### BRIEF
Extract every line below that contains the word "DeserializeOwned".

INPUT DATA START

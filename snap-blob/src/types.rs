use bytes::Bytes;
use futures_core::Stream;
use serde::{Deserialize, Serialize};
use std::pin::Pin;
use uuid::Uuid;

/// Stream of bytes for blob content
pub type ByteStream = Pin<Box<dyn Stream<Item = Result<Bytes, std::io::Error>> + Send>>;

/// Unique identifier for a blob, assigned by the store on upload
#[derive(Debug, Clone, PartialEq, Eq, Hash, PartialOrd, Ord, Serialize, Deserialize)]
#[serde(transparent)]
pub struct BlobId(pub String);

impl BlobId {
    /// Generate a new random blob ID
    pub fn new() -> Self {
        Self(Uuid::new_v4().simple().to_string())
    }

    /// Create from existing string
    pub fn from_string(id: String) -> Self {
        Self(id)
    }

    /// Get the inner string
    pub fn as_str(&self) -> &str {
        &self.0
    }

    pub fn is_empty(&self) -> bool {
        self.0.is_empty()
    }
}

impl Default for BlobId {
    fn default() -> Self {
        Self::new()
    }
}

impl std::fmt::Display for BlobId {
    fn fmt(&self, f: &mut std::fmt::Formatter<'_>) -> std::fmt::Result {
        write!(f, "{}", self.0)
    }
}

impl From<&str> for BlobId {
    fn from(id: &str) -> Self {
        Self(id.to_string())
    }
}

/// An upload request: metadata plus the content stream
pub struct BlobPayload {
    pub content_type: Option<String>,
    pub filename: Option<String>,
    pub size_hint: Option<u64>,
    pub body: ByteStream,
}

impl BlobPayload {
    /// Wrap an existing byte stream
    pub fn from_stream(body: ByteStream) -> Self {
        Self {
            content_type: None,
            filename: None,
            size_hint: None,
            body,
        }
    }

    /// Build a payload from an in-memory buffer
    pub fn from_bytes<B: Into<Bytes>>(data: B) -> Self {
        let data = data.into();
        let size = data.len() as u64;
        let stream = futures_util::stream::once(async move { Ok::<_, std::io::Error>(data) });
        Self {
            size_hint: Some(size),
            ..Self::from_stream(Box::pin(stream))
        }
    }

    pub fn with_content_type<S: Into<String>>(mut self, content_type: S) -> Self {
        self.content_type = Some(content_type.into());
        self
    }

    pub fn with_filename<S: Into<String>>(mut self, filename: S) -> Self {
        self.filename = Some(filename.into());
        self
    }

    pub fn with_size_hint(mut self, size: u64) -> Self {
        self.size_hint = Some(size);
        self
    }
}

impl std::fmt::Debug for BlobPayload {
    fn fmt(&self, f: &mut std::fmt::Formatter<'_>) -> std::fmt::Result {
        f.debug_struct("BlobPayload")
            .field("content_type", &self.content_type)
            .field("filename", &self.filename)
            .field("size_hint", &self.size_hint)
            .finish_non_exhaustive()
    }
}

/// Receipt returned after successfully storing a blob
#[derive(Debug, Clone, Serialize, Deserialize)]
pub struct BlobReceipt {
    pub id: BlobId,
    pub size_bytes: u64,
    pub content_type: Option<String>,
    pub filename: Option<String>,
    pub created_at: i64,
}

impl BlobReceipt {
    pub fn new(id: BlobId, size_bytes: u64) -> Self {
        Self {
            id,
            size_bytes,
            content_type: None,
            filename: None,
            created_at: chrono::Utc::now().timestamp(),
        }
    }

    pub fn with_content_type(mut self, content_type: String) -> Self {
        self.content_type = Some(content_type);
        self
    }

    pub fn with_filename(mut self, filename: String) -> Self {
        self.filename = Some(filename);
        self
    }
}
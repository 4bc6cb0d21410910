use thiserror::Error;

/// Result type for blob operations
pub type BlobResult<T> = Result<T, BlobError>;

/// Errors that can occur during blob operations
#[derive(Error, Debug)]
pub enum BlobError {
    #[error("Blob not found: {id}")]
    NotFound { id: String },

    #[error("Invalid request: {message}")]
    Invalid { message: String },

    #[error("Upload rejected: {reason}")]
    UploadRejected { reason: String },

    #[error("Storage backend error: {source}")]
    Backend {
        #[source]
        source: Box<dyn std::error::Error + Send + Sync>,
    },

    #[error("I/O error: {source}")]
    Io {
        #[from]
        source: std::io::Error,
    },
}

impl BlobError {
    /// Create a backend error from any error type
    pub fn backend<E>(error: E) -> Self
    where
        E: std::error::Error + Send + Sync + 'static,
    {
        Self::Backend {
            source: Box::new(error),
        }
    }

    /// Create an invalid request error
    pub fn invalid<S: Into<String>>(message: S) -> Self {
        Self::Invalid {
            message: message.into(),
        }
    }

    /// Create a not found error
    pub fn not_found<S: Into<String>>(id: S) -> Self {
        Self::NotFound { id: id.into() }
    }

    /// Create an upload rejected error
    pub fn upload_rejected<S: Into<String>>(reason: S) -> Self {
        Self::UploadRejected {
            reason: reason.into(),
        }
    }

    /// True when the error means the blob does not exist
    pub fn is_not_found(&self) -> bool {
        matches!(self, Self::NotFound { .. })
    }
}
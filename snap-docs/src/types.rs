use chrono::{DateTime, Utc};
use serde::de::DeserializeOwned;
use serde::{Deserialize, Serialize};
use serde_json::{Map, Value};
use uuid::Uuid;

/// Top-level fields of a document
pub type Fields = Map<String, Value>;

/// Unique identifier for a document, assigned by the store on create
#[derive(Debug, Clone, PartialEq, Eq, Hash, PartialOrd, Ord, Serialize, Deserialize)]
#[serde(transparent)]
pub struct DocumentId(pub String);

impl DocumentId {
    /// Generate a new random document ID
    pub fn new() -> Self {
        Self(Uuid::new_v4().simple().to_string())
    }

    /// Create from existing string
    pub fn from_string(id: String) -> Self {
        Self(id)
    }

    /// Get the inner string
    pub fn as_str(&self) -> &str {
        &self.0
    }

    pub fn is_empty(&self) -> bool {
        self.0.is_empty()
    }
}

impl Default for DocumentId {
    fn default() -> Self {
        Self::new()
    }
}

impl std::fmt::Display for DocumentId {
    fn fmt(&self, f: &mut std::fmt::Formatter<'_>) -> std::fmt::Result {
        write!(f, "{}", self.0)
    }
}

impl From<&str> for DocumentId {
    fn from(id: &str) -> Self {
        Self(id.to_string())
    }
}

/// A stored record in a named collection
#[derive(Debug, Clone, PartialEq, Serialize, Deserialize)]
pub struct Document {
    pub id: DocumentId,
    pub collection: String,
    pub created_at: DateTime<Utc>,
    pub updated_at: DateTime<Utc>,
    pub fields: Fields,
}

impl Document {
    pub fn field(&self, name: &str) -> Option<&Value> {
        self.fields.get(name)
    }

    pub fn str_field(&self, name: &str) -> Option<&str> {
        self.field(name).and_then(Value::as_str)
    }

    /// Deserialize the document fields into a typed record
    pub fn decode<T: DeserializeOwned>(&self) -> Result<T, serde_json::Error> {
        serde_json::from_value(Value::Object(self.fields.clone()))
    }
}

INPUT DATA END

### ANSWER BOX
use serde::de::DeserializeOwned;
    pub fn decode<T: DeserializeOwned>(&self) -> Result<T, serde_json::Error> {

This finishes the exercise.